INTERDIRE DIEUDONNE,
Sous couvert de la sacro-sainte défense de la liberté d’expression, l’interdiction d’un spectacle d’un se-disant humoriste a fait, fait et fera encore couler beaucoup d’encre. Attendons-nous à ce que nos plus belles plumes y aillent de leurs indignations vertueuses sous couvert de défense de la chose publique.
Ne voyons-nous pas que les sociétés se grattent là où ça les démange ? Dès lors les uns répondent par la répression de l’incitation à la répression, les autres par des aphorismes tel que « il faut interdire d’interdire ». Quelle que soit l’attitude prise, ne montre-t-elle pas que toute expression qui n’est pas conforme à la pensée de qui croit penser, doit être censurée ?
Que n’ont-ils lu Dante qui, dans La Divine comédie, nous incite à laisser se gratter ceux qui ont la gale, et cependant passer à autre chose, comme partir d’un grand éclat de rire devant l’ineptie de nos bien-pensants.
Je préfère me remémorer ce qui s’était échangé lors du XIème colloque international organisé par « Marionnettes et Thérapie » sur le thème Interdits : inter-dits ? Oh la bonne question !
J’y situais quant à moi l’interdit comme nécessité protectrice offrant un cadre qui permet de dire un certain nombre de choses qui parlent de transgressions. En quelque sorte un appel à reculer les limites pour avoir accès à une autre dimension de notre être, à un espace où dorment et nous attendent nos possibilités créatrices.

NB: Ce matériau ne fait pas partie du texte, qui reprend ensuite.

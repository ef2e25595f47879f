// src/provider/web.rs
// =============================================================================
// Website provider: crawls pages on the same site as the starting URL.
//
// How pages map onto the traversal:
// - A Page node is a container. Listing it fetches the page once and
//   returns (1) a Body node holding the fetched text and (2) one Page node
//   per same-site link, as long as we're still below max_depth.
// - A Body node is a leaf. Reading it returns the cached text, no request.
//
// So the keyword predicate runs on every page body exactly once, and the
// link graph (which is usually full of cycles) is deduplicated by URL.
//
// A page's depth is reported as its distance. When a page first reached
// through a long path shows up again closer to the start, the traversal
// lists it again at the smaller depth, so max_depth always counts the
// shortest path and the crawled set doesn't depend on task timing.
//
// Politeness:
// - A configurable delay after every fetch
// - Only the starting site is crawled
// =============================================================================

use super::links::{canonical_url, extract_html_links, extract_markdown_links, same_site};
use super::Provider;
use crate::config::CrawlConfig;
use crate::error::{ConfigError, ProviderError};
use async_trait::async_trait;
use reqwest::{header, Client, StatusCode};
use std::fmt;
use std::sync::Arc;
use tracing::debug;
use url::Url;

/// A vertex of the crawl graph
#[derive(Debug, Clone)]
pub enum WebNode {
    /// A page still to be fetched, with its distance from the start (start = 1)
    Page { url: Url, depth: usize },
    /// The text of a page that has already been fetched
    Body { url: Url, text: Arc<str> },
}

impl WebNode {
    pub fn url(&self) -> &Url {
        match self {
            WebNode::Page { url, .. } | WebNode::Body { url, .. } => url,
        }
    }
}

impl fmt::Display for WebNode {
    fn fmt(&self, f: &mut fmt::Formatter<'_>) -> fmt::Result {
        f.write_str(self.url().as_str())
    }
}

pub struct WebProvider {
    client: Client,
    start: Url,
    config: CrawlConfig,
}

impl WebProvider {
    pub fn new(start_url: &str, config: CrawlConfig) -> Result<Self, ConfigError> {
        config.validate()?;

        let start = Url::parse(start_url).map_err(|e| ConfigError::InvalidUrl {
            url: start_url.to_string(),
            reason: e.to_string(),
        })?;
        if start.scheme() != "http" && start.scheme() != "https" {
            return Err(ConfigError::InvalidUrl {
                url: start_url.to_string(),
                reason: "only http and https URLs can be crawled".to_string(),
            });
        }
        if start.host_str().is_none() {
            return Err(ConfigError::InvalidUrl {
                url: start_url.to_string(),
                reason: "URL has no host".to_string(),
            });
        }

        let client = Client::builder()
            .timeout(config.request_timeout)
            .redirect(reqwest::redirect::Policy::limited(5))
            .user_agent(config.user_agent.clone())
            .build()
            .map_err(|e| ConfigError::HttpClient(e.to_string()))?;

        Ok(Self {
            client,
            start: canonical_url(&start),
            config,
        })
    }

    /// The node the crawl starts from
    pub fn root(&self) -> WebNode {
        WebNode::Page {
            url: self.start.clone(),
            depth: 1,
        }
    }

    // Fetches a page and returns its body plus whether it looks like markdown
    async fn fetch(&self, url: &Url) -> Result<(String, bool), ProviderError> {
        debug!(url = %url, "fetching page");

        let response = self
            .client
            .get(url.clone())
            .send()
            .await
            .map_err(|e| request_error(url, e))?;

        if let Some(error) = status_error(url, response.status()) {
            return Err(error);
        }

        let is_markdown = response
            .headers()
            .get(header::CONTENT_TYPE)
            .and_then(|v| v.to_str().ok())
            .map(|v| v.contains("markdown"))
            .unwrap_or(false)
            || url.path().ends_with(".md");

        let text = response.text().await.map_err(|e| request_error(url, e))?;

        if !self.config.polite_delay.is_zero() {
            tokio::time::sleep(self.config.polite_delay).await;
        }

        Ok((text, is_markdown))
    }
}

#[async_trait]
impl Provider for WebProvider {
    type Node = WebNode;

    async fn is_container(&self, node: &WebNode) -> Result<bool, ProviderError> {
        Ok(matches!(node, WebNode::Page { .. }))
    }

    async fn list(&self, node: &WebNode) -> Result<Vec<WebNode>, ProviderError> {
        let (url, depth) = match node {
            WebNode::Page { url, depth } => (url, *depth),
            WebNode::Body { .. } => return Ok(Vec::new()),
        };

        let (text, is_markdown) = self.fetch(url).await?;

        let links = if depth < self.config.max_depth {
            if is_markdown {
                extract_markdown_links(&text, url)
            } else {
                extract_html_links(&text, url)
            }
        } else {
            Vec::new()
        };

        let mut children = Vec::with_capacity(links.len() + 1);
        children.push(WebNode::Body {
            url: url.clone(),
            text: Arc::from(text),
        });
        children.extend(
            links
                .into_iter()
                .filter(|link| same_site(link, &self.start))
                .map(|link| WebNode::Page {
                    url: link,
                    depth: depth + 1,
                }),
        );

        Ok(children)
    }

    async fn read(&self, node: &WebNode) -> Result<String, ProviderError> {
        match node {
            WebNode::Body { text, .. } => Ok(text.to_string()),
            WebNode::Page { url, .. } => self.fetch(url).await.map(|(text, _)| text),
        }
    }

    fn canonical_key(&self, node: &WebNode) -> String {
        match node {
            WebNode::Page { url, .. } => canonical_url(url).to_string(),
            WebNode::Body { url, .. } => format!("body:{}", canonical_url(url)),
        }
    }

    fn distance(&self, node: &WebNode) -> Option<usize> {
        match node {
            WebNode::Page { depth, .. } => Some(*depth),
            WebNode::Body { .. } => None,
        }
    }
}

// Maps an HTTP status onto the provider taxonomy, None for success
fn status_error(url: &Url, status: StatusCode) -> Option<ProviderError> {
    if status.is_success() {
        return None;
    }

    let message = format!("{}: HTTP {}", url, status.as_u16());
    Some(match status {
        // 404 Not Found or 410 Gone - the page isn't there
        StatusCode::NOT_FOUND | StatusCode::GONE => ProviderError::NotFound(message),
        StatusCode::UNAUTHORIZED | StatusCode::FORBIDDEN => ProviderError::AccessDenied(message),
        // Other status codes (e.g., 500 server errors)
        _ => ProviderError::Transport(message),
    })
}

// Categorizes reqwest failures (timeouts, DNS, TLS, redirect loops)
fn request_error(url: &Url, error: reqwest::Error) -> ProviderError {
    let error_string = error.to_string();

    let reason = if error.is_timeout() {
        "request timed out".to_string()
    } else if error.is_redirect() {
        "too many redirects".to_string()
    } else if error.is_connect() {
        if error_string.contains("dns") {
            "could not resolve hostname".to_string()
        } else {
            "connection failed".to_string()
        }
    } else if error_string.contains("certificate") || error_string.contains("ssl") {
        "SSL certificate error".to_string()
    } else {
        error_string
    };

    ProviderError::Transport(format!("{}: {}", url, reason))
}
// src/traverse/visited.rs
// =============================================================================
// The canonical keys already scheduled in one traversal run.
//
// admit() is the whole check-then-mark step under one lock, so two tasks
// that discover the same node at the same time can't both schedule it.
//
// Nodes may carry a distance from the root (crawl depth for web pages). A
// key seen before is admitted again only when it comes back with a strictly
// smaller distance, and the smaller distance is stored. Where a node ends up
// therefore doesn't depend on which path happened to reach it first.
// =============================================================================

use std::collections::HashMap;
use std::sync::{Mutex, PoisonError};

#[derive(Debug, Default)]
pub struct VisitedSet {
    keys: Mutex<HashMap<String, Option<usize>>>,
}

impl VisitedSet {
    pub fn new() -> Self {
        Self::default()
    }

    /// Marks `key` as visited at `distance`; returns false if it needs no
    /// (further) visit
    pub fn admit(&self, key: String, distance: Option<usize>) -> bool {
        let mut keys = self.keys.lock().unwrap_or_else(PoisonError::into_inner);
        match keys.get_mut(&key) {
            None => {
                keys.insert(key, distance);
                true
            }
            Some(best) => match (*best, distance) {
                (Some(old), Some(new)) if new < old => {
                    *best = Some(new);
                    true
                }
                _ => false,
            },
        }
    }

    /// All keys, sorted so reports are stable between runs
    pub fn sorted_keys(&self) -> Vec<String> {
        let mut keys: Vec<String> = self
            .keys
            .lock()
            .unwrap_or_else(PoisonError::into_inner)
            .keys()
            .cloned()
            .collect();
        keys.sort();
        keys
    }
}
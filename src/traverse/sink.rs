// src/traverse/sink.rs
// =============================================================================
// Collects hits and absorbed errors for one traversal run, and the Report
// handed back to the caller when the run settles.
//
// Entries are appended in the order tasks finish, not in tree order. Tasks
// may finish on different threads, so the two lists sit behind a Mutex that
// is only held for the push itself.
// =============================================================================

use crate::error::ErrorKind;
use serde::Serialize;
use std::fmt;
use std::sync::{Mutex, PoisonError};
use std::time::Duration;

/// One absorbed failure
#[derive(Debug, Clone)]
pub struct ErrorRecord<N> {
    pub node: N,
    pub kind: ErrorKind,
    pub message: String,
}

#[derive(Debug)]
struct Records<N> {
    hits: Vec<N>,
    errors: Vec<ErrorRecord<N>>,
}

/// Append-only accumulator shared by every task of a run
#[derive(Debug)]
pub struct ResultSink<N> {
    records: Mutex<Records<N>>,
}

impl<N> Default for ResultSink<N> {
    fn default() -> Self {
        Self {
            records: Mutex::new(Records {
                hits: Vec::new(),
                errors: Vec::new(),
            }),
        }
    }
}

impl<N> ResultSink<N> {
    pub fn new() -> Self {
        Self::default()
    }

    pub fn record_hit(&self, node: N) {
        self.records
            .lock()
            .unwrap_or_else(PoisonError::into_inner)
            .hits
            .push(node);
    }

    pub fn record_error(&self, node: N, kind: ErrorKind, message: String) {
        self.records
            .lock()
            .unwrap_or_else(PoisonError::into_inner)
            .errors
            .push(ErrorRecord {
                node,
                kind,
                message,
            });
    }

    /// Takes everything recorded so far, leaving the sink empty
    pub fn drain(&self) -> (Vec<N>, Vec<ErrorRecord<N>>) {
        let mut records = self.records.lock().unwrap_or_else(PoisonError::into_inner);
        (
            std::mem::take(&mut records.hits),
            std::mem::take(&mut records.errors),
        )
    }
}

/// Numbers about how a run went
#[derive(Debug, Clone, Copy, PartialEq, Eq, Default, Serialize)]
pub struct RunStats {
    /// Tasks submitted to the queue (one per visited node)
    pub tasks: u64,
    /// Most tasks that were ever running at once
    pub peak_concurrency: usize,
    #[serde(rename = "elapsed_ms", serialize_with = "as_millis")]
    pub elapsed: Duration,
}

fn as_millis<S: serde::Serializer>(duration: &Duration, serializer: S) -> Result<S::Ok, S::Error> {
    serializer.serialize_u64(duration.as_millis() as u64)
}

/// Outcome of a traversal that did not hit a fatal error
#[derive(Debug, Clone)]
pub struct Report<N> {
    pub hits: Vec<N>,
    pub errors: Vec<ErrorRecord<N>>,
    /// Canonical keys of every node that was scheduled, sorted
    pub visited: Vec<String>,
    pub stats: RunStats,
}

/// A Report with nodes rendered as strings, ready for JSON output
#[derive(Debug, Clone, Serialize)]
pub struct RenderedReport {
    pub hits: Vec<String>,
    pub errors: Vec<RenderedError>,
    pub visited: usize,
    pub stats: RunStats,
}

#[derive(Debug, Clone, Serialize)]
pub struct RenderedError {
    pub node: String,
    pub kind: ErrorKind,
    pub message: String,
}

impl<N: fmt::Display> Report<N> {
    pub fn render(&self) -> RenderedReport {
        RenderedReport {
            hits: self.hits.iter().map(|n| n.to_string()).collect(),
            errors: self
                .errors
                .iter()
                .map(|e| RenderedError {
                    node: e.node.to_string(),
                    kind: e.kind,
                    message: e.message.clone(),
                })
                .collect(),
            visited: self.visited.len(),
            stats: self.stats,
        }
    }
}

Encore faut-il, pour accéder à cet espace, se débarrasser de soi-même, ce dont ni les Dieudonné de tous poils, ni ceux qui s’érigent en garants des soi-disant libertés, ne semblent disposés à entreprendre, en abandonnant leurs certitudes qu’ils basent sur l’histoire. Le passé leur colle aux couilles. J’emploie cette expression triviale en référence à se gratter. Pourquoi ont-ils donc si peur de penser que l’histoire peut être autre chose qu’un éternel recommencement ?
Car l’histoire n’est que ce que nous la faisons ; et nous pouvons la vouloir ouverte à tous les possibles non encore advenus. Alors, dans l’interdit du cadre, l’inter-dit pourra se montrer à l’œuvre, et il se pourrait qu’il en sorte des œuvres qui parleront de la beauté du monde et de sa vérité.